Dominique Eclercy, Avenida 20 de Mayo, Gaspard Nocturne, 2018
Tal-Coat, l'alchimiste, 2016 : https://slash-paris.com/evenements/pierre-tal-coat-lalchimiste

mercredi 19 juillet 2017

la fabrique de l'histoire

Dans un chapitre de L'homme qui riait avec les dieux, Lucien Jerphagnon tente (ou plutôt fait mine) de redresser quelques unes des innombrables erreurs qui s'installent au fil du temps dans la mémoire historique. Pour exemple il va relever dans les péplums, une petite série de détails effarants pour un spécialiste du monde antique !... Finalement, dit-il, je préfère Astérix.
Mais voici comment il introduit ce chapitre Quelle Rome ? :
« Faisons un rêve. Nous sommes en 4005, quelque part dans le monde. Un grand film vient de sortir, dont on parle beaucoup : Palme d'or, gros succès. Le titre est Où tu vas ? Le producteur a trouvé que la langue morte faisait plus historique. En effet, le fim évoque une civilisation disparue depuis des siècles, les Français. On se rappelle vaguement ce qu'on en apprenait à l'école : ça allait de Vercingétorix à de Gaulle. Mais là, c'est magnifiquement rendu. On voit Napoléon, vainqueur de Hitler à Roncevaux, qui défile sous la tour Eiffel à la tête de ses troupes, avec leurs lances, leurs boucliers et leurs masques à gaz. Une histoire d'amour à Versailles, de Gaulle et Catherine de Médicis, main dans la main, écoutent un troubadour chanter La Madelon en s'accompagnant à la guitare électrique. Et puis, ce passage sur la Révolution, où l'on voit Jeanne D'Arc monter à l'échafaud en s'écriant : "Liberté, que de crimes on commet en ton nom !" Beau. Et la musique d'époque : "Allons, enfants !", avec au refrain : "C'est la lutte finale !" Générique. Fin. »
Photo : ancienne église abbatiale de Cruas, Ardèche

lundi 29 mai 2017

le mot

Il est blanc, il est noir, il veut tout dire et rien dire. Il est transparent et opaque. C'est un attracteur de sens.
Il en voit de toutes les couleurs. Il en passe par tous ses états. Il vous tourne en bourrique. Il vous mène par le bout du nez. Vous êtes son Cyrano, son Don Quichotte et son Sancho Pança, son Don Juan et Sganarelle.
Et vous dites Pouce ! Arrêtez ! Je n'en peux plus ! Vous êtes déjà de l'autre côté de l'Histoire. Vous êtes dans l'art contemporain. C'est l'impasse. Et pourtant, vous avez réussi à vous en sortir.
Et vous êtes repris par la nuit.
Et je me suis tourné vers toi
légère et humiliée
lourd et confondu
animus et anima.

Logos, la langue, les mots, l'intérieur extérieur.

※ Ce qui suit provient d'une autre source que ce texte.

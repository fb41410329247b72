/*!
 * Document segmentation.
 *
 * Turns the bytes of an uploaded document into an ordered list of text
 * segments, each of which becomes one narrated slide:
 *
 * - `text`: paragraph splitting shared by `txt` and `docx`
 * - `docx`: structural text extraction from WordprocessingML
 * - `pptx`: per-slide text runs from PresentationML, in slide-number order
 * - `xml`: minimal text-run scanner used by both zip based formats
 */

use std::fmt;
use std::path::Path;
use std::str::FromStr;
use std::sync::Arc;

use log::debug;

use crate::errors::DocumentError;

pub mod docx;
pub mod pptx;
pub mod text;
pub mod xml;

pub use docx::{DocxTextExtractor, StructuralTextExtractor};

/// Document formats the segmenter understands
#[derive(Debug, Clone, Copy, PartialEq, Eq, Hash)]
pub enum DocumentFormat {
    Docx,
    Pptx,
    Txt,
}

impl DocumentFormat {
    /// All supported formats, in the order they are advertised
    pub const ALL: [DocumentFormat; 3] = [Self::Docx, Self::Pptx, Self::Txt];

    /// Lowercase file extension for this format
    pub fn extension(&self) -> &'static str {
        match self {
            Self::Docx => "docx",
            Self::Pptx => "pptx",
            Self::Txt => "txt",
        }
    }

    /// Resolve the format from a file name, using its last extension
    pub fn from_file_name(file_name: &str) -> Result<Self, DocumentError> {
        let extension = file_name
            .rsplit_once('.')
            .map(|(_, ext)| ext)
            .unwrap_or_default();
        extension.parse()
    }

    /// Resolve the format from a path on disk
    pub fn from_path(path: &Path) -> Result<Self, DocumentError> {
        let extension = path
            .extension()
            .map(|ext| ext.to_string_lossy().to_string())
            .unwrap_or_default();
        extension.parse()
    }
}

impl fmt::Display for DocumentFormat {
    fn fmt(&self, f: &mut fmt::Formatter<'_>) -> fmt::Result {
        f.write_str(self.extension())
    }
}

impl FromStr for DocumentFormat {
    type Err = DocumentError;

    fn from_str(s: &str) -> Result<Self, Self::Err> {
        match s.trim().trim_start_matches('.').to_lowercase().as_str() {
            "docx" => Ok(Self::Docx),
            "pptx" => Ok(Self::Pptx),
            "txt" => Ok(Self::Txt),
            other => Err(DocumentError::UnsupportedFormat(other.to_string())),
        }
    }
}

/// Raw document bytes with their declared format
#[derive(Debug, Clone)]
pub struct Document {
    bytes: Vec<u8>,
    format: DocumentFormat,
}

impl Document {
    pub fn new(bytes: Vec<u8>, format: DocumentFormat) -> Self {
        Self { bytes, format }
    }

    /// Read a document from disk.
    ///
    /// The format is resolved from the extension before any byte is read, so an
    /// unsupported file fails without being opened.
    pub fn from_path(path: &Path) -> Result<Self, DocumentError> {
        let format = DocumentFormat::from_path(path)?;
        let bytes = std::fs::read(path)?;
        Ok(Self { bytes, format })
    }

    pub fn bytes(&self) -> &[u8] {
        &self.bytes
    }

    pub fn format(&self) -> DocumentFormat {
        self.format
    }
}

/// One contiguous unit of extracted text, narrated as one slide
#[derive(Debug, Clone, PartialEq, Eq)]
pub struct Segment {
    index: usize,
    text: String,
}

impl Segment {
    /// Create a segment from raw text; whitespace-only text yields `None`
    pub fn new(index: usize, text: &str) -> Option<Self> {
        let trimmed = text.trim();
        if trimmed.is_empty() {
            return None;
        }
        Some(Self {
            index,
            text: trimmed.to_string(),
        })
    }

    /// Zero-based position in document order
    pub fn index(&self) -> usize {
        self.index
    }

    pub fn text(&self) -> &str {
        &self.text
    }
}

/// Number raw pieces in document order, dropping the empty ones
pub(crate) fn into_segments<I, S>(pieces: I) -> Vec<Segment>
where
    I: IntoIterator<Item = S>,
    S: AsRef<str>,
{
    let mut segments = Vec::new();
    for piece in pieces {
        if let Some(segment) = Segment::new(segments.len(), piece.as_ref()) {
            segments.push(segment);
        }
    }
    segments
}

/// Splits documents into segments according to their format
#[derive(Clone)]
pub struct Segmenter {
    docx_extractor: Arc<dyn StructuralTextExtractor>,
}

impl fmt::Debug for Segmenter {
    fn fmt(&self, f: &mut fmt::Formatter<'_>) -> fmt::Result {
        f.debug_struct("Segmenter").finish_non_exhaustive()
    }
}

impl Default for Segmenter {
    fn default() -> Self {
        Self::new(Arc::new(DocxTextExtractor))
    }
}

impl Segmenter {
    /// Create a segmenter with a custom docx text extractor
    pub fn new(docx_extractor: Arc<dyn StructuralTextExtractor>) -> Self {
        Self { docx_extractor }
    }

    /// Segment a document.
    ///
    /// Fails with `EmptyContent` when nothing but whitespace could be extracted.
    pub fn segment(&self, document: &Document) -> Result<Vec<Segment>, DocumentError> {
        let segments = match document.format() {
            DocumentFormat::Txt => text::split_paragraphs(&text::decode(document.bytes())),
            DocumentFormat::Docx => {
                let plain = self.docx_extractor.extract_text(document.bytes())?;
                text::split_paragraphs(&plain)
            }
            DocumentFormat::Pptx => pptx::extract_slides(document.bytes())?,
        };

        if segments.is_empty() {
            return Err(DocumentError::EmptyContent);
        }

        debug!(
            "Segmented {} document into {} segment(s)",
            document.format(),
            segments.len()
        );
        Ok(segments)
    }
}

César, présentant une de ses sculptures 
( http://cesarbaldaccini.blogspot.fr/ )


vendredi 21 avril 2017

quel doigt ?

à une amie

Le petit doigt de la main gauche. Je peux écrire. Mais il y a une assez bonne enflure et un hématome qui envahit la paume et la base des doigts voisins, c'est une gêne presque permanente. Une petite plaie à l'autre main qui se tient tranquille sous le pansement. J'ai fait une chute, égratignure au nez, presque rien au genou. Le dos de ma main gauche a des couleurs et des textures variées et inhabituelles, du rouge rosi, du bleu gris, de l'ocre jaune, de la peau de serpent. De qui suis-je en train de parler ? de quoi ? de ce qui ressent la douleur ? de qui a une histoire ici-bas ? une histoire délimitée par le dialogue avec les autres ? une mosaïque de dialogue sans cesse en construction et déconstruction, une mosaïque de sensations au corps... un rêve de jeu d'enfant... prêt à repartir en selle, en cheval de bois... Nous sommes des enfants qui ne savent plus jouer, devenus gauches et violents. Des marionnettes mal dégrossies... voilà ce que m'inspire ce doigt foulé, cette chute en marchant, presque sans raison... cette couleur d'encre dans ma main.

Jacques Villon, Jeune fille, burin et pointe sèche.